Abstract Background Potent granulomatous inflammation responses induced by schistosome eggs and resultant fibrosis are the primary causes of morbidity in schistosomiasis. Recombinant Sj16 (rSj16), a 16-kDa protein of Schistosoma japonicum produced in Escherichia coli, has been demonstrated to have novel immunoregulatory effects in vivo and in vitro. Thus, this study investigated the anti-inflammatory and anti-fibrotic effects of rSj16 treatment in S. japonicum-infected mice and demonstrated the immune modulation between the schistosome and the host. Methods Schistosoma japonicum infected mice were treated with the rSj16 protein and Sj16 peptide at different time points post-infection to assess their efficacy at the optimal time point.
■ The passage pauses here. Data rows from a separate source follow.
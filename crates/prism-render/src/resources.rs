//! Per-image resources rebuilt with the swapchain.
//!
//! Uniform buffers, command buffers and the per-model descriptor sets all
//! come in one-per-image sets. Descriptors outlive a rebuild with their
//! layout bindings intact; only their writes and sets are recreated.

use ash::vk;
use prism_gpu::{
    CommandPool, DescriptorWrite, GpuBuffer, GpuContext, LayoutBinding, MemoryLocality,
    ResourceDescriptor,
};

use crate::error::{RenderError, Result};
use crate::mesh::MeshStore;
use crate::texture::TextureStore;
use crate::uniforms::SceneUniforms;

/// Descriptor for one model, reusing `retained` when it still has its
/// bindings: uniforms at binding 0, the texture at binding 1.
pub fn model_descriptor(retained: Option<ResourceDescriptor>, name: &str) -> ResourceDescriptor {
    if let Some(descriptor) = retained.filter(|d| !d.bindings().is_empty()) {
        return descriptor;
    }
    let mut descriptor = ResourceDescriptor::new(name);
    descriptor
        .add_layout_binding(LayoutBinding::uniform_buffer(vk::ShaderStageFlags::VERTEX))
        .add_layout_binding(LayoutBinding::combined_image_sampler(
            vk::ShaderStageFlags::FRAGMENT,
        ));
    descriptor
}

/// Uniform buffers, descriptor sets and command buffers for one swapchain.
#[derive(Default)]
pub struct ImageResources {
    uniform_buffers: Vec<GpuBuffer>,
    descriptors: Vec<ResourceDescriptor>,
    command_buffers: Vec<vk::CommandBuffer>,
}

impl ImageResources {
    /// Allocate everything for `image_count` images.
    ///
    /// `retained` are the descriptors handed back by the previous
    /// [`teardown`](Self::teardown), in model order. Command buffers are
    /// allocated but not recorded. On failure nothing is leaked.
    pub fn build(
        ctx: &GpuContext,
        command_pool: &CommandPool,
        meshes: &MeshStore,
        textures: &TextureStore,
        retained: Vec<ResourceDescriptor>,
        image_count: usize,
    ) -> Result<Self> {
        let mut resources = Self::default();
        match resources.populate(ctx, command_pool, meshes, textures, retained, image_count) {
            Ok(()) => Ok(resources),
            Err(e) => {
                resources.teardown(ctx, command_pool, false);
                Err(e)
            }
        }
    }

    fn populate(
        &mut self,
        ctx: &GpuContext,
        command_pool: &CommandPool,
        meshes: &MeshStore,
        textures: &TextureStore,
        retained: Vec<ResourceDescriptor>,
        image_count: usize,
    ) -> Result<()> {
        let device = ctx.device();

        let uniform_size = std::mem::size_of::<SceneUniforms>() as u64;
        {
            let mut allocator = ctx.allocator().lock();
            for index in 0..image_count {
                let buffer = allocator.create_buffer(
                    uniform_size,
                    vk::BufferUsageFlags::UNIFORM_BUFFER,
                    MemoryLocality::HostVisibleCoherent,
                    &format!("scene uniforms {index}"),
                )?;
                self.uniform_buffers.push(buffer);
            }
        }

        let mut retained = retained.into_iter();
        for (model_index, (name, _)) in meshes.entries().iter().enumerate() {
            let texture = textures
                .for_model(model_index)
                .ok_or_else(|| RenderError::InvalidState("no texture loaded".to_string()))?;

            let mut descriptor = model_descriptor(retained.next(), name);
            descriptor
                .add_descriptor_write(DescriptorWrite::per_set_uniform_buffers(
                    self.uniform_buffers.iter().map(|b| (b.buffer, b.size)),
                ))
                .add_descriptor_write(texture.descriptor_write());
            let finalized = unsafe { descriptor.finalize(device, image_count as u32) };
            self.descriptors.push(descriptor);
            finalized?;
        }

        self.command_buffers = unsafe { command_pool.allocate(device, image_count as u32)? };
        Ok(())
    }

    pub fn uniform_buffers(&self) -> &[GpuBuffer] {
        &self.uniform_buffers
    }

    /// One descriptor per model, in load order.
    pub fn descriptors(&self) -> &[ResourceDescriptor] {
        &self.descriptors
    }

    pub fn command_buffers(&self) -> &[vk::CommandBuffer] {
        &self.command_buffers
    }

    /// Sets summed over every descriptor.
    pub fn descriptor_set_count(&self) -> usize {
        self.descriptors.iter().map(|d| d.sets().len()).sum()
    }

    /// Release everything. With `keep_bindings` the descriptors come back
    /// with their layout bindings, ready for the next [`build`](Self::build).
    ///
    /// The device must be idle.
    pub fn teardown(
        mut self,
        ctx: &GpuContext,
        command_pool: &CommandPool,
        keep_bindings: bool,
    ) -> Vec<ResourceDescriptor> {
        let device = ctx.device();
        unsafe {
            if !self.command_buffers.is_empty() {
                command_pool.free(device, &self.command_buffers);
            }
            for descriptor in &mut self.descriptors {
                descriptor.destroy(device, keep_bindings);
            }
        }

        let mut allocator = ctx.allocator().lock();
        for buffer in &mut self.uniform_buffers {
            if let Err(e) = allocator.destroy_buffer(buffer) {
                tracing::error!("Failed to release uniform buffer: {e}");
            }
        }

        if keep_bindings {
            self.descriptors
        } else {
            Vec::new()
        }
    }
}

#[cfg(test)]
mod tests {
    use super::*;

    #[test]
    fn new_model_descriptor_has_uniform_then_sampler() {
        let descriptor = model_descriptor(None, "room.gltf");
        let types: Vec<vk::DescriptorType> =
            descriptor.bindings().iter().map(|b| b.descriptor_type).collect();
        assert_eq!(
            types,
            vec![
                vk::DescriptorType::UNIFORM_BUFFER,
                vk::DescriptorType::COMBINED_IMAGE_SAMPLER
            ]
        );
        assert!(descriptor.writes().is_empty());
    }

    #[test]
    fn retained_descriptor_keeps_its_bindings() {
        let mut kept = ResourceDescriptor::new("kept");
        kept.add_layout_binding(LayoutBinding::uniform_buffer(vk::ShaderStageFlags::ALL));

        let descriptor = model_descriptor(Some(kept), "room.gltf");
        assert_eq!(
            descriptor.bindings(),
            &[LayoutBinding::uniform_buffer(vk::ShaderStageFlags::ALL)]
        );
    }

    #[test]
    fn retained_descriptor_without_bindings_is_replaced() {
        let descriptor = model_descriptor(Some(ResourceDescriptor::new("empty")), "room.gltf");
        assert_eq!(descriptor.bindings().len(), 2);
    }
}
Sj16 peptide and/or Praziquantel (PZQ) treatments were initiated at week 5 post-infection to compare the therapeutic efficacy of each regimen. Hepatic granulomatous inflammation, fibrosis and cytokine production (pro-inflammatory, Th1, Th2, Th17 and regulatory cytokines IL-10) were detected. Moreover, M2 macrophages were measured to illuminate the mechanisms of Sj16. Results The rSj16 protein and Sj16 peptide had significant protective effects in S. japonicum-infected mice, as shown by decreased granuloma formation, areas of collagen deposition and inhibition of pro-inflammatory Th1, Th2 and Th17 cytokine production. These protective activities were more obvious when animals were treated with either the Sj16 protein or peptide at early stages post-infection. Interestingly, the combined treatment of PZQ and Sj16 was more effective and upregulated IL-10 production than administration of PZQ alone in infected mice. Furthermore, the Sj16 treatment alleviated the pathological effects associated with activated M2 macrophages. Conclusions This study demonstrates the anti-inflammatory and anti-fibrotic effects of rSj16 in schistosomiasis. Therefore, the combination of rSj16 with PZQ could be a viable and promising therapeutic strategy for schistosomiasis. In addition, this investigation provides additional information on schistosome-mediated immune modulation and host-parasite interactions.